Interview with Frank van Dijk, Regional Marketing Director of General Electrics Oil and Gas Europe.

Frank van Dijk is the Regional Marketing Director at General Electrics Oil and Gas Europe. The following comments are based on his personal view and not on that of GE Oil and Gas or its subsidiaries.



Why is there a need for knowledge sharing and capacity building on Liquefied Natural Gas (LNG)? What is the added value of the MarTech_LNG project for you?

First, LNG is hugely important for more Energy independence of the Central Eastern Europe region. Today the region is for 100% reliant on Russian gas and recent geopolitical events have reminded everyone that it’s important to have a plan B. The region has little experience with LNG and therefore it makes total sense to collaborate with players who do have extensive experience in this specialized industry. For GE collaboration with MarTech LNG has allowed us to connect with other companies in the value chain and as a result this has created commercial opportunities as well as partnership discussions. MarTech LNG has done a great job in being the connective tissue between the different companies in the value chain.

With the amended Sulphur Directive of the EU entering into force as of 1st January 2015 there will be a need to adjust to the new market conditions. What are the LNG market implications for GE in the South Baltic area with regard to this EU directive?

Marine operators in the region basically have two options, one is to change the fuel source used for propulsion and the second one is to upgrade their emission control systems. For those who decide to change their fuel source, natural gas and LNG are obvious alternatives. For GE the Sulphur directive provides opportunity in that we have a broad portfolio of products, solutions and services around gas infrastructure.

What potentials and business perspectives do you recognise for the South Baltic area with regard to LNG?

The most obvious one is LNG for Marine bunkering applications and the infrastructure associated with that. But LNG flowing from the Baltic into Central Eastern Europe could be a great alternative gas supply for the power generation sector. Natural gas is also an enabler for the transportation sector to use natural gas as an environmental friendly alternative to petrol and diesel. This would have to be supported by creating an infrastructure around natural gas refilling stations, creating more business opportunities.

What is your vision of the LNG market and development in 2020?

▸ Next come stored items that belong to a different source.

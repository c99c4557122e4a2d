// Copyright Amazon.com, Inc. or its affiliates. All Rights Reserved.
// SPDX-License-Identifier: MIT-0

//! Token wire format.
//!
//! ```text
//! pharos-v1.<base64url, no padding, of the presigned GET URL>
//! ```
//!
//! The token carries no expiry of its own: STS rejects the embedded request
//! once its `X-Amz-Date` falls outside the signature window.

use base64::{Engine as _, prelude::BASE64_URL_SAFE_NO_PAD};
use url::Url;

use crate::constants::TOKEN_PREFIX;
use crate::errors::TokenError;

#[inline]
pub fn encode(presigned_url: &str) -> String {
    format!(
        "{TOKEN_PREFIX}{}",
        BASE64_URL_SAFE_NO_PAD.encode(presigned_url.as_bytes())
    )
}

/// Strips the prefix, decodes the payload and parses it as an absolute URL.
pub fn decode(token: &str) -> Result<Url, TokenError> {
    let payload = token.strip_prefix(TOKEN_PREFIX).ok_or_else(|| {
        TokenError::MalformedToken(format!(
            "token is missing expected {TOKEN_PREFIX:?} prefix"
        ))
    })?;

    let bytes = BASE64_URL_SAFE_NO_PAD
        .decode(payload)
        .map_err(|err| TokenError::MalformedToken(format!("failed to base64 decode token: {err}")))?;

    let raw = String::from_utf8(bytes).map_err(|err| {
        TokenError::MalformedToken(format!("failed to parse STS request URL: {err}"))
    })?;

    Url::parse(&raw)
        .map_err(|err| TokenError::MalformedToken(format!("failed to parse STS request URL: {err}")))
}

#[cfg(test)]
mod tests {
    use super::*;
    use proptest::prelude::*;

    #[test]
    fn test_encode_known_value() {
        assert_eq!(encode("https://localhost/"), "pharos-v1.aHR0cHM6Ly9sb2NhbGhvc3Qv");
    }

    #[test]
    fn test_decode_missing_prefix() {
        let err = decode("aHR0cHM6Ly9sb2NhbGhvc3Qv").unwrap_err();
        assert!(matches!(err, TokenError::MalformedToken(_)));
        assert!(err.to_string().contains("missing expected"));
    }

    #[test]
    fn test_decode_rejects_bad_base64() {
        let err = decode("pharos-v1.this is not base64!").unwrap_err();
        assert!(err.to_string().contains("base64 decode"));
    }

    #[test]
    fn test_decode_rejects_padding() {
        let err = decode("pharos-v1.aHR0cHM6Ly9sb2NhbGhvc3Q=").unwrap_err();
        assert!(matches!(err, TokenError::MalformedToken(_)));
    }

    #[test]
    fn test_decode_rejects_relative_url() {
        let err = decode(&encode("/relative/path")).unwrap_err();
        assert!(err.to_string().contains("failed to parse STS request URL"));
    }

    #[test]
    fn test_decode_rejects_non_utf8() {
        let token = format!("{TOKEN_PREFIX}{}", BASE64_URL_SAFE_NO_PAD.encode([0xff, 0xfe]));
        assert!(matches!(decode(&token), Err(TokenError::MalformedToken(_))));
    }

    proptest! {
        #[test]
        fn prop_decode_inverts_encode(
            region in "[a-z]{2}-[a-z]{4,9}-[1-9]",
            date in "[0-9]{8}T[0-9]{6}Z",
            signature in "[0-9a-f]{64}",
        ) {
            let presigned = format!(
                "https://sts.{region}.amazonaws.com/?Action=GetCallerIdentity&Version=2011-06-15&X-Amz-Date={date}&X-Amz-Signature={signature}"
            );
            let decoded = decode(&encode(&presigned)).unwrap();
            prop_assert_eq!(decoded.as_str(), presigned.as_str());
        }
    }
}
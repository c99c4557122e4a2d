// Copyright Amazon.com, Inc. or its affiliates. All Rights Reserved.
// SPDX-License-Identifier: MIT-0

pub const AUTHORIZATION_SCHEME: &str = "Bearer ";

pub const DEFAULT_HTTP_PORT: u16 = 7654;
pub const DEFAULT_STS_TIMEOUT_SECS: u64 = 10;

// Validation constants for CreateCluster
pub const MAX_CLUSTER_ID_LENGTH: u64 = 256;
pub const MAX_ENVIRONMENT_LENGTH: u64 = 64;
pub const MAX_SERVER_URL_LENGTH: u64 = 2048;
pub const MAX_CLUSTER_AUTHORITY_DATA_LENGTH: u64 = 16 * 1024;
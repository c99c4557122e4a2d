// Copyright Amazon.com, Inc. or its affiliates. All Rights Reserved.
// SPDX-License-Identifier: MIT-0

use std::sync::Arc;

use anyhow::Result;
use clap::Parser;
use pharos_api_server::application::Application;
use pharos_api_server::clusters::Clusters;
use pharos_api_server::configuration::ServerOptions;
use pharos_token::{HostPolicy, TokenVerifier, Verifier};
use tracing_subscriber::EnvFilter;

#[tokio::main]
async fn main() -> Result<()> {
    tracing_subscriber::fmt()
        .json()
        .with_env_filter(EnvFilter::new(
            std::env::var("RUST_LOG").unwrap_or_else(|_| "info,tower_http=debug".into()),
        ))
        // this needs to be set to remove duplicated information in the log.
        .with_current_span(false)
        .with_ansi(false)
        // remove the name of the function from every log entry
        .with_target(false)
        .init();

    // get configuration options from arguments or environment variables
    let options = ServerOptions::parse();

    tracing::info!("[api] {:?}", &options);

    let verifier: Arc<dyn Verifier> = Arc::new(TokenVerifier::https(
        options.sts_timeout(),
        HostPolicy {
            allow_china_partition: options.allow_china_partition,
        },
    )?);
    let clusters = Arc::new(Clusters::new());

    let application = Application::build(options, verifier, clusters).await?;

    application.run_until_stopped().await?;

    Ok(())
}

Some very large LNG liquefaction projects that are under construction will be on-line by 2020. Think about Australia, Africa, Canada and possibly the USA. There will be an increased global demand as more countries discover LNG as an alternative to pipelines, relieving them from difficult long term contracts at fixed prices. For Europe I predict a Northern LNG route through Poland and Lithuania, a Western entry route through Netherlands, Belgium and France, a Southern route through Spain and Italy and finally an Eastern route through the Black Sea. LNG will become more and more available and businesses will adopt accordingly.